■ Task requirements
It is required that all of the data be written out exactly.

■ The records
//! A fixed-capacity reordering buffer keyed by a monotonic sequence number.
//!
//! Consumers feed it objects as they arrive, possibly out of order, and get
//! them back in sequence once the buffer has filled. It reports how each
//! insert relates to the release sequence: still filling, in order, after a
//! gap, or too late to matter.
use std::collections::BTreeMap;

/// How an inserted item relates to the release sequence.
#[derive(Clone, Copy, Debug, PartialEq, Eq)]
pub enum GapKind {
	/// The buffer has not filled up yet; nothing is released.
	FillingBuffer,

	/// The released item directly follows the previous one.
	NoGap,

	/// Items were skipped; `size` is how many.
	Gap,

	/// The item's sequence was already passed; `size` is how far behind.
	ArrivedLate,
}

#[derive(Clone, Copy, Debug, PartialEq, Eq)]
pub struct GapInfo {
	pub kind: GapKind,
	pub size: u64,
}

/// A reordering buffer of fixed capacity.
pub struct Dejitter<T> {
	buffer: BTreeMap<u64, T>,
	capacity: usize,
	last_released: Option<u64>,
}

impl<T> Dejitter<T> {
	/// Create a buffer that absorbs `capacity` items before releasing any.
	///
	/// The capacity must not be zero.
	pub fn new(capacity: usize) -> Self {
		assert!(capacity > 0, "dejitter capacity must be non-zero");

		Self {
			buffer: BTreeMap::new(),
			capacity,
			last_released: None,
		}
	}

	pub fn len(&self) -> usize {
		self.buffer.len()
	}

	pub fn is_empty(&self) -> bool {
		self.buffer.is_empty()
	}

	/// Insert an item, possibly releasing the next in-order item.
	///
	/// Sequences at or before the last released item are dropped as late.
	pub fn insert(&mut self, sequence: u64, item: T) -> (Option<T>, GapInfo) {
		if let Some(last) = self.last_released {
			if sequence <= last {
				return (
					None,
					GapInfo {
						kind: GapKind::ArrivedLate,
						size: last - sequence,
					},
				);
			}
		}

		self.buffer.insert(sequence, item);
		if self.buffer.len() <= self.capacity {
			return (
				None,
				GapInfo {
					kind: GapKind::FillingBuffer,
					size: 0,
				},
			);
		}

		// The buffer is over capacity; release the smallest sequence.
		let (sequence, item) = self.buffer.pop_first().expect("buffer is non-empty");

		// The very first release never counts as a gap.
		let size = match self.last_released {
			Some(last) => sequence - last - 1,
			None => 0,
		};
		self.last_released = Some(sequence);

		let kind = match size {
			0 => GapKind::NoGap,
			_ => GapKind::Gap,
		};

		(Some(item), GapInfo { kind, size })
	}
}

#[cfg(test)]
mod test {
	use super::*;

	fn insert(dejitter: &mut Dejitter<u64>, seq: u64) -> (Option<u64>, GapInfo) {
		dejitter.insert(seq, seq)
	}

	#[test]
	fn in_order() {
		let mut dejitter = Dejitter::new(3);

		for seq in 0..3 {
			let (released, gap) = insert(&mut dejitter, seq);
			assert_eq!(released, None);
			assert_eq!(gap.kind, GapKind::FillingBuffer);
		}
		assert_eq!(dejitter.len(), 3);

		let (released, gap) = insert(&mut dejitter, 3);
		assert_eq!(released, Some(0));
		assert_eq!(gap.kind, GapKind::NoGap);
		assert_eq!(dejitter.len(), 3);
	}

	#[test]
	fn out_of_order() {
		let mut dejitter = Dejitter::new(3);

		insert(&mut dejitter, 1);
		insert(&mut dejitter, 2);
		insert(&mut dejitter, 3);

		let (released, gap) = insert(&mut dejitter, 0);
		assert_eq!(released, Some(0));
		assert_eq!(gap.kind, GapKind::NoGap);

		let (released, gap) = insert(&mut dejitter, 4);
		assert_eq!(released, Some(1));
		assert_eq!(gap.kind, GapKind::NoGap);
	}

	#[test]
	fn gap_of_one() {
		let mut dejitter = Dejitter::new(3);

		insert(&mut dejitter, 2);
		insert(&mut dejitter, 0);
		insert(&mut dejitter, 3);

		let (released, gap) = insert(&mut dejitter, 4);
		assert_eq!(released, Some(0));
		assert_eq!(gap, GapInfo { kind: GapKind::NoGap, size: 0 });

		// Sequence 1 never arrived.
		let (released, gap) = insert(&mut dejitter, 5);
		assert_eq!(released, Some(2));
		assert_eq!(gap, GapInfo { kind: GapKind::Gap, size: 1 });
	}

	#[test]
	fn gap_of_two() {
		let mut dejitter = Dejitter::new(3);

		insert(&mut dejitter, 3);
		insert(&mut dejitter, 0);
		insert(&mut dejitter, 4);

		let (released, gap) = insert(&mut dejitter, 5);
		assert_eq!(released, Some(0));
		assert_eq!(gap.kind, GapKind::NoGap);

		// Sequences 1 and 2 never arrived.
		let (released, gap) = insert(&mut dejitter, 6);
		assert_eq!(released, Some(3));
		assert_eq!(gap, GapInfo { kind: GapKind::Gap, size: 2 });
	}

	#[test]
	fn arrived_late() {
		let mut dejitter = Dejitter::new(3);

		insert(&mut dejitter, 3);
		insert(&mut dejitter, 4);
		insert(&mut dejitter, 5);

		// The first release never counts as a gap, even starting at 3.
		let (released, gap) = insert(&mut dejitter, 6);
		assert_eq!(released, Some(3));
		assert_eq!(gap, GapInfo { kind: GapKind::NoGap, size: 0 });

		let (released, gap) = insert(&mut dejitter, 0);
		assert_eq!(released, None);
		assert_eq!(gap, GapInfo { kind: GapKind::ArrivedLate, size: 3 });
		assert_eq!(dejitter.len(), 3);
	}
}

■ Solution
//! A fixed-capacity reordering buffer keyed by a monotonic sequence number.
//!
//! Consumers feed it objects as they arrive, possibly out of order, and get
//! them back in sequence once the buffer has filled. It reports how each
//! insert relates to the release sequence: still filling, in order, after a
//! gap, or too late to matter.
use std::collections::BTreeMap;

/// How an inserted item relates to the release sequence.
#[derive(Clone, Copy, Debug, PartialEq, Eq)]
pub enum GapKind {
	/// The buffer has not filled up yet; nothing is released.
	FillingBuffer,

	/// The released item directly follows the previous one.
	NoGap,

	/// Items were skipped; `size` is how many.
	Gap,

	/// The item's sequence was already passed; `size` is how far behind.
	ArrivedLate,
}

#[derive(Clone, Copy, Debug, PartialEq, Eq)]
pub struct GapInfo {
	pub kind: GapKind,
	pub size: u64,
}

/// A reordering buffer of fixed capacity.
pub struct Dejitter<T> {
	buffer: BTreeMap<u64, T>,
	capacity: usize,
	last_released: Option<u64>,
}

impl<T> Dejitter<T> {
	/// Create a buffer that absorbs `capacity` items before releasing any.
	///
	/// The capacity must not be zero.
	pub fn new(capacity: usize) -> Self {
		assert!(capacity > 0, "dejitter capacity must be non-zero");

		Self {
			buffer: BTreeMap::new(),
			capacity,
			last_released: None,
		}
	}

	pub fn len(&self) -> usize {
		self.buffer.len()
	}

	pub fn is_empty(&self) -> bool {
		self.buffer.is_empty()
	}

	/// Insert an item, possibly releasing the next in-order item.
	///
	/// Sequences at or before the last released item are dropped as late.
	pub fn insert(&mut self, sequence: u64, item: T) -> (Option<T>, GapInfo) {
		if let Some(last) = self.last_released {
			if sequence <= last {
				return (
					None,
					GapInfo {
						kind: GapKind::ArrivedLate,
						size: last - sequence,
					},
				);
			}
		}

		self.buffer.insert(sequence, item);
		if self.buffer.len() <= self.capacity {
			return (
				None,
				GapInfo {
					kind: GapKind::FillingBuffer,
					size: 0,
				},
			);
		}

		// The buffer is over capacity; release the smallest sequence.
		let (sequence, item) = self.buffer.pop_first().expect("buffer is non-empty");

		// The very first release never counts as a gap.
		let size = match self.last_released {
			Some(last) => sequence - last - 1,
			None => 0,
		};
		self.last_released = Some(sequence);

		let kind = match size {
			0 => GapKind::NoGap,
			_ => GapKind::Gap,
		};

		(Some(item), GapInfo { kind, size })
	}
}

#[cfg(test)]
mod test {
	use super::*;

	fn insert(dejitter: &mut Dejitter<u64>, seq: u64) -> (Option<u64>, GapInfo) {
		dejitter.insert(seq, seq)
	}

	#[test]
	fn in_order() {
		let mut dejitter = Dejitter::new(3);

		for seq in 0..3 {
			let (released, gap) = insert(&mut dejitter, seq);
			assert_eq!(released, None);
			assert_eq!(gap.kind, GapKind::FillingBuffer);
		}
		assert_eq!(dejitter.len(), 3);

		let (released, gap) = insert(&mut dejitter, 3);
		assert_eq!(released, Some(0));
		assert_eq!(gap.kind, GapKind::NoGap);
		assert_eq!(dejitter.len(), 3);
	}

	#[test]
	fn out_of_order() {
		let mut dejitter = Dejitter::new(3);

		insert(&mut dejitter, 1);
		insert(&mut dejitter, 2);
		insert(&mut dejitter, 3);

		let (released, gap) = insert(&mut dejitter, 0);
		assert_eq!(released, Some(0));
		assert_eq!(gap.kind, GapKind::NoGap);

		let (released, gap) = insert(&mut dejitter, 4);
		assert_eq!(released, Some(1));
		assert_eq!(gap.kind, GapKind::NoGap);
	}

	#[test]
	fn gap_of_one() {
		let mut dejitter = Dejitter::new(3);

		insert(&mut dejitter, 2);
		insert(&mut dejitter, 0);
		insert(&mut dejitter, 3);

		let (released, gap) = insert(&mut dejitter, 4);
		assert_eq!(released, Some(0));
		assert_eq!(gap, GapInfo { kind: GapKind::NoGap, size: 0 });

		// Sequence 1 never arrived.
		let (released, gap) = insert(&mut dejitter, 5);
		assert_eq!(released, Some(2));
		assert_eq!(gap, GapInfo { kind: GapKind::Gap, size: 1 });
	}

	#[test]
	fn gap_of_two() {
		let mut dejitter = Dejitter::new(3);

		insert(&mut dejitter, 3);
		insert(&mut dejitter, 0);
		insert(&mut dejitter, 4);

		let (released, gap) = insert(&mut dejitter, 5);
		assert_eq!(released, Some(0));
		assert_eq!(gap.kind, GapKind::NoGap);

		// Sequences 1 and 2 never arrived.
		let (released, gap) = insert(&mut dejitter, 6);
		assert_eq!(released, Some(3));
		assert_eq!(gap, GapInfo { kind: GapKind::Gap, size: 2 });
	}

	#[test]
	fn arrived_late() {
		let mut dejitter = Dejitter::new(3);

		insert(&mut dejitter, 3);
		insert(&mut dejitter, 4);
		insert(&mut dejitter, 5);

		// The first release never counts as a gap, even starting at 3.
		let (released, gap) = insert(&mut dejitter, 6);
		assert_eq!(released, Some(3));
		assert_eq!(gap, GapInfo { kind: GapKind::NoGap, size: 0 });

		let (released, gap) = insert(&mut dejitter, 0);
		assert_eq!(released, None);
		assert_eq!(gap, GapInfo { kind: GapKind::ArrivedLate, size: 3 });
		assert_eq!(dejitter.len(), 3);
	}
}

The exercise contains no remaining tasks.